Campaign to save Iraqi women
By Lisa Macdonald
Zarian was murdered in 1997 by her male relatives for marrying the man she loved without her father's permission. In 1997, Kazhal Kheder's male relatives cut off her nose; they had wanted to kill her but she was pregnant and local clergy ordered that the execution wait until after she gave birth. In 1995, Deldar was killed by her husband when she demanded alimony after he decided to marry another woman.
Ghonchech was killed by her brother in 1994 because she agreed with her daughter's decision to marry the man she loved. Delkash was murdered in 1998 by her neighbour, whom she had refused to marry. Seyran was killed by her cousin in 1997 because he disliked her working outside the home. Ayesheh was murdered in her home in 1991 for being an activist in the Patriotic Union of Kurdistan.
Around 5000 women have been murdered in Iraqi Kurdistan in similar circumstances since 1991 alone.
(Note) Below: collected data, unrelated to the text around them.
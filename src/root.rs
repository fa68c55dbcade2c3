// One root of the architecture: a polyline grown tip-forward, plus the
// bookkeeping needed to emit laterals along it.

use crate::types::Vector3;

#[derive(Clone, Debug)]
pub struct Root {
    pub type_index: usize,
    pub parent: Option<usize>,
    /// Polyline from base to tip. Always holds at least the base node.
    pub nodes: Vec<Vector3>,
    /// Current tip direction (unit vector).
    pub heading: Vector3,
    /// Accumulated length (cm).
    pub length: f64,
    /// Age in days; negative while the root waits out its emergence delay.
    pub age: f64,
    pub laterals_emitted: usize,
}

impl Root {
    pub fn new(
        type_index: usize,
        parent: Option<usize>,
        base: Vector3,
        heading: Vector3,
        age: f64,
    ) -> Self {
        Self {
            type_index,
            parent,
            nodes: vec![base],
            heading,
            length: 0.0,
            age,
            laterals_emitted: 0,
        }
    }

    pub fn tip(&self) -> Vector3 {
        *self.nodes.last().expect("root polyline is never empty")
    }

    /// Point on the polyline at arc length `arc` from the base, clamped to
    /// the tip.
    pub fn point_at(&self, arc: f64) -> Vector3 {
        let mut walked = 0.0;
        for pair in self.nodes.windows(2) {
            let seg = pair[1] - pair[0];
            let seg_len = seg.length();
            if walked + seg_len >= arc && seg_len > 0.0 {
                let t = (arc - walked) / seg_len;
                return pair[0] + seg * t;
            }
            walked += seg_len;
        }
        self.tip()
    }

    /// Local axis direction at arc length `arc`; falls back to the tip
    /// heading for a root that has not produced a segment yet.
    pub fn direction_at(&self, arc: f64) -> Vector3 {
        let mut walked = 0.0;
        for pair in self.nodes.windows(2) {
            let seg = pair[1] - pair[0];
            let seg_len = seg.length();
            if walked + seg_len >= arc && seg_len > 0.0 {
                return seg.normalized_or(self.heading);
            }
            walked += seg_len;
        }
        self.heading
    }
}

#[cfg(test)]
mod tests {
    use super::*;

    fn straight_root() -> Root {
        let mut root = Root::new(0, None, Vector3::ZERO, Vector3::DOWN, 0.0);
        for i in 1..=4 {
            root.nodes.push(Vector3::new(0.0, 0.0, -(i as f64)));
        }
        root.length = 4.0;
        root
    }

    #[test]
    fn point_at_interpolates_along_the_axis() {
        let root = straight_root();
        let p = root.point_at(2.5);
        assert!((p.z - -2.5).abs() < 1e-12);
    }

    #[test]
    fn point_at_clamps_to_tip() {
        let root = straight_root();
        assert_eq!(root.point_at(100.0), root.tip());
    }

    #[test]
    fn direction_at_follows_the_segment() {
        let root = straight_root();
        let d = root.direction_at(1.5);
        assert!((d.z - -1.0).abs() < 1e-12);
    }

    #[test]
    fn fresh_root_reports_heading_and_base() {
        let root = Root::new(1, Some(0), Vector3::new(1.0, 0.0, 0.0), Vector3::DOWN, -2.0);
        assert_eq!(root.point_at(0.0), Vector3::new(1.0, 0.0, 0.0));
        assert_eq!(root.direction_at(0.0), Vector3::DOWN);
        assert_eq!(root.length, 0.0);
    }
}
// Growth functions: map root age to target length and back.
//
// Elongation is length-driven: a root's effective age is recovered from its
// current length, so a root that was slowed down earlier keeps growing along
// the same curve instead of jumping ahead to where its calendar age says it
// should be.

use serde::{Deserialize, Serialize};

#[derive(Clone, Copy, Debug, PartialEq, Eq, Serialize, Deserialize)]
#[serde(rename_all = "snake_case")]
pub enum GrowthFunction {
    /// Constant elongation rate `r` until `lmax` is reached.
    Linear,
    /// Elongation slows as the root approaches `lmax`.
    NegativeExponential,
}

impl GrowthFunction {
    /// Target length after growing for `age` days at full rate.
    pub fn length_at(&self, age: f64, r: f64, lmax: f64) -> f64 {
        match self {
            GrowthFunction::Linear => (r * age).min(lmax),
            GrowthFunction::NegativeExponential => lmax * (1.0 - (-r * age / lmax).exp()),
        }
    }

    /// Effective age of a root that has reached `length`.
    pub fn age_at(&self, length: f64, r: f64, lmax: f64) -> f64 {
        match self {
            GrowthFunction::Linear => length.min(lmax) / r,
            GrowthFunction::NegativeExponential => {
                let remaining = 1.0 - length / lmax;
                if remaining <= 0.0 {
                    f64::INFINITY
                } else {
                    -lmax / r * remaining.ln()
                }
            }
        }
    }

    /// Unconstrained length increment for a root at `length` growing `dt` days.
    pub fn increment(&self, length: f64, dt: f64, r: f64, lmax: f64) -> f64 {
        if length >= lmax {
            return 0.0;
        }
        let age = self.age_at(length, r, lmax);
        (self.length_at(age + dt, r, lmax) - length).max(0.0)
    }
}

#[cfg(test)]
mod tests {
    use super::*;

    #[test]
    fn linear_increment_is_rate_times_dt() {
        let gf = GrowthFunction::Linear;
        let inc = gf.increment(5.0, 1.0, 2.0, 100.0);
        assert!((inc - 2.0).abs() < 1e-12);
    }

    #[test]
    fn linear_caps_at_max_length() {
        let gf = GrowthFunction::Linear;
        // 1 cm below lmax, a full day would overshoot
        let inc = gf.increment(99.0, 1.0, 2.0, 100.0);
        assert!((inc - 1.0).abs() < 1e-12);
        assert_eq!(gf.increment(100.0, 1.0, 2.0, 100.0), 0.0);
    }

    #[test]
    fn negexp_increments_shrink_with_length() {
        let gf = GrowthFunction::NegativeExponential;
        let early = gf.increment(0.0, 1.0, 2.0, 50.0);
        let late = gf.increment(40.0, 1.0, 2.0, 50.0);
        assert!(early > late);
        assert!(late > 0.0);
    }

    #[test]
    fn negexp_never_exceeds_max_length() {
        let gf = GrowthFunction::NegativeExponential;
        let mut length = 0.0;
        for _ in 0..1000 {
            length += gf.increment(length, 1.0, 2.0, 50.0);
        }
        assert!(length <= 50.0);
    }

    #[test]
    fn length_and_age_are_inverse() {
        for gf in [GrowthFunction::Linear, GrowthFunction::NegativeExponential] {
            let length = gf.length_at(3.5, 2.0, 50.0);
            let age = gf.age_at(length, 2.0, 50.0);
            assert!((age - 3.5).abs() < 1e-9);
        }
    }
}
They, the countless others who have been imprisoned, beaten and tortured by their male relatives and reactionary organisations, and those who have burned themselves to escape such a fate, are victims of the 1400-year-old Islamic laws that are still enforced in Iraq.
Under Iraqi penal law, it is not a crime to murder women who cause a "scandal". If a woman goes out at night without her father's permission, he is entitled to kill her, provided he has informed the police of what she did.
The law also states that a man may kill his sister for becoming pregnant before marriage, even if she subsequently marries her lover, because she brought dishonour on the family. A man who kills his female cousin for running away from home, thereby scandalising her family, is also considered innocent.
Under law no. 660, if witnesses attest that a woman who has been murdered had behaved "badly" and this was the reason for her murder, the murder is regarded as having been committed for the sake of honour and is not a crime. This is so even if the murder occurs years after the woman's supposed scandalous behaviour.
The Committee in Defence of Iraqi Women's Rights (CDIWR) campaigns to publicise these barbaric laws, and have them abolished. Layla Muhommed, a member of the Sydney-based CDIWR in Australia and a representative of the Middle East Centre for Women's Studies, told Green Left Weekly that the laws have been strengthened in the last decade.
The laws are some of the tools, Muhommed said, used by the Saddam Hussein dictatorship to subdue and control the population. "They use them to tell women: 'This is your fate, you can never change this fate, don't struggle'. That way they only have to watch the other half of the people", she said.
According to Muhommed, the overwhelming majority of women, and many men, oppose the laws. "They want real civil society, education, services", she said.
Rizan Nadir, secretary of the CDIWR in Australia, who also spoke to Green Left Weekly, pointed out that even in Australia and other countries, Islamic laws are used to control women and girls who have left Iraq. "One of our campaigns in Australia, and a demand we are making on International Women's Day (IWD) this year, is that girl children not be made to wear the veil", she said.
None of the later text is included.